Required action:
Where a line of the records contains the word "memory", show that line.

Data section:

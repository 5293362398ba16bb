use crate::error::ConfigError;
use std::path::Path;

// Declare the modules that make up this crate.
pub mod error;
pub mod settings;

// Re-export the core types to provide a clean public API.
pub use settings::{DatabaseSettings, LogFormat, LogSettings, ServerSettings, Settings};

pub const DEFAULT_CONFIG_FILE: &str = "config.toml";

/// Legacy variable that overrides `database.url` when present.
pub const DB_URI_VAR: &str = "DB_URI";

/// Loads the application settings.
///
/// Sources are layered, later ones winning: built-in defaults, the optional
/// TOML file at `path`, `APP__SECTION__KEY` environment variables, and
/// finally `DB_URI`.
pub fn load_settings(path: &Path) -> Result<Settings, ConfigError> {
    let db_uri = std::env::var(DB_URI_VAR).ok();
    let settings = build(path, app_environment(), db_uri)?;
    tracing::debug!(?settings, "Configuration loaded.");
    Ok(settings)
}

/// `APP__SECTION__KEY` variables, e.g. `APP__SERVER__PORT=8080`.
fn app_environment() -> config::Environment {
    config::Environment::with_prefix("APP")
        .prefix_separator("__")
        .separator("__")
        .try_parsing(true)
}

fn build(
    path: &Path,
    environment: config::Environment,
    db_uri: Option<String>,
) -> Result<Settings, ConfigError> {
    let builder = config::Config::builder()
        .set_default("server.host", "127.0.0.1")?
        .set_default("server.port", 5555)?
        .set_default("database.url", "sqlite://app.db")?
        .set_default("database.max_connections", 5)?
        .set_default("log.filter", "info,tower_http=debug")?
        .set_default("log.format", "text")?
        .add_source(config::File::from(path).required(false))
        .add_source(environment)
        .set_override_option("database.url", db_uri)?
        .build()?;

    // Attempt to deserialize the entire configuration into our `Settings` struct
    let settings = builder.try_deserialize::<Settings>()?;
    validate(&settings)?;

    Ok(settings)
}

fn validate(settings: &Settings) -> Result<(), ConfigError> {
    if settings.database.url.trim().is_empty() {
        return Err(ConfigError::ValidationError("database.url must not be empty".to_string()));
    }
    if settings.database.max_connections == 0 {
        return Err(ConfigError::ValidationError(
            "database.max_connections must be at least 1".to_string(),
        ));
    }
    Ok(())
}

#[cfg(test)]
mod tests {
    use super::*;
    use std::io::Write;

    /// The `APP__*` layer fed from a fixed map instead of the process environment.
    fn env_from(vars: &[(&str, &str)]) -> config::Environment {
        let source = vars
            .iter()
            .map(|(k, v)| (k.to_string(), v.to_string()))
            .collect::<config::Map<String, String>>();
        app_environment().source(Some(source))
    }

    #[test]
    fn defaults_apply_without_a_config_file() {
        let settings = build(Path::new("does-not-exist.toml"), env_from(&[]), None).unwrap();
        assert_eq!(settings.server.port, 5555);
        assert_eq!(settings.server.host, "127.0.0.1");
        assert_eq!(settings.database.url, "sqlite://app.db");
        assert_eq!(settings.log.format, LogFormat::Text);
        assert!(settings.log.directory.is_none());
        assert_eq!(settings.server.socket_addr().unwrap().port(), 5555);
    }

    #[test]
    fn file_values_override_defaults() {
        let mut file = tempfile::Builder::new().suffix(".toml").tempfile().unwrap();
        writeln!(
            file,
            "[server]\nport = 8080\n\n[database]\nurl = \"sqlite://heroes.db\"\n\n[log]\nformat = \"json\""
        )
        .unwrap();

        let settings = build(file.path(), env_from(&[]), None).unwrap();
        assert_eq!(settings.server.port, 8080);
        assert_eq!(settings.database.url, "sqlite://heroes.db");
        assert_eq!(settings.database.max_connections, 5);
        assert_eq!(settings.log.format, LogFormat::Json);
    }

    #[test]
    fn db_uri_wins_over_everything() {
        let settings = build(
            Path::new("does-not-exist.toml"),
            env_from(&[("APP__DATABASE__URL", "sqlite://from-env.db")]),
            Some("sqlite::memory:".to_string()),
        )
        .unwrap();
        assert_eq!(settings.database.url, "sqlite::memory:");
    }

    #[test]
    fn zero_connections_is_rejected() {
        let mut file = tempfile::Builder::new().suffix(".toml").tempfile().unwrap();
        writeln!(file, "[database]\nmax_connections = 0").unwrap();
        assert!(matches!(
            build(file.path(), env_from(&[]), None),
            Err(ConfigError::ValidationError(_))
        ));
    }

    #[test]
    fn environment_overrides_file_values() {
        let mut file = tempfile::Builder::new().suffix(".toml").tempfile().unwrap();
        writeln!(file, "[server]\nport = 8080").unwrap();

        let settings = build(
            file.path(),
            env_from(&[("APP__SERVER__PORT", "9000"), ("APP__LOG__FILTER", "debug")]),
            None,
        )
        .unwrap();
        assert_eq!(settings.server.port, 9000);
        assert_eq!(settings.log.filter, "debug");
    }
}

The completed task:
            Some("sqlite::memory:".to_string()),
        assert_eq!(settings.database.url, "sqlite::memory:");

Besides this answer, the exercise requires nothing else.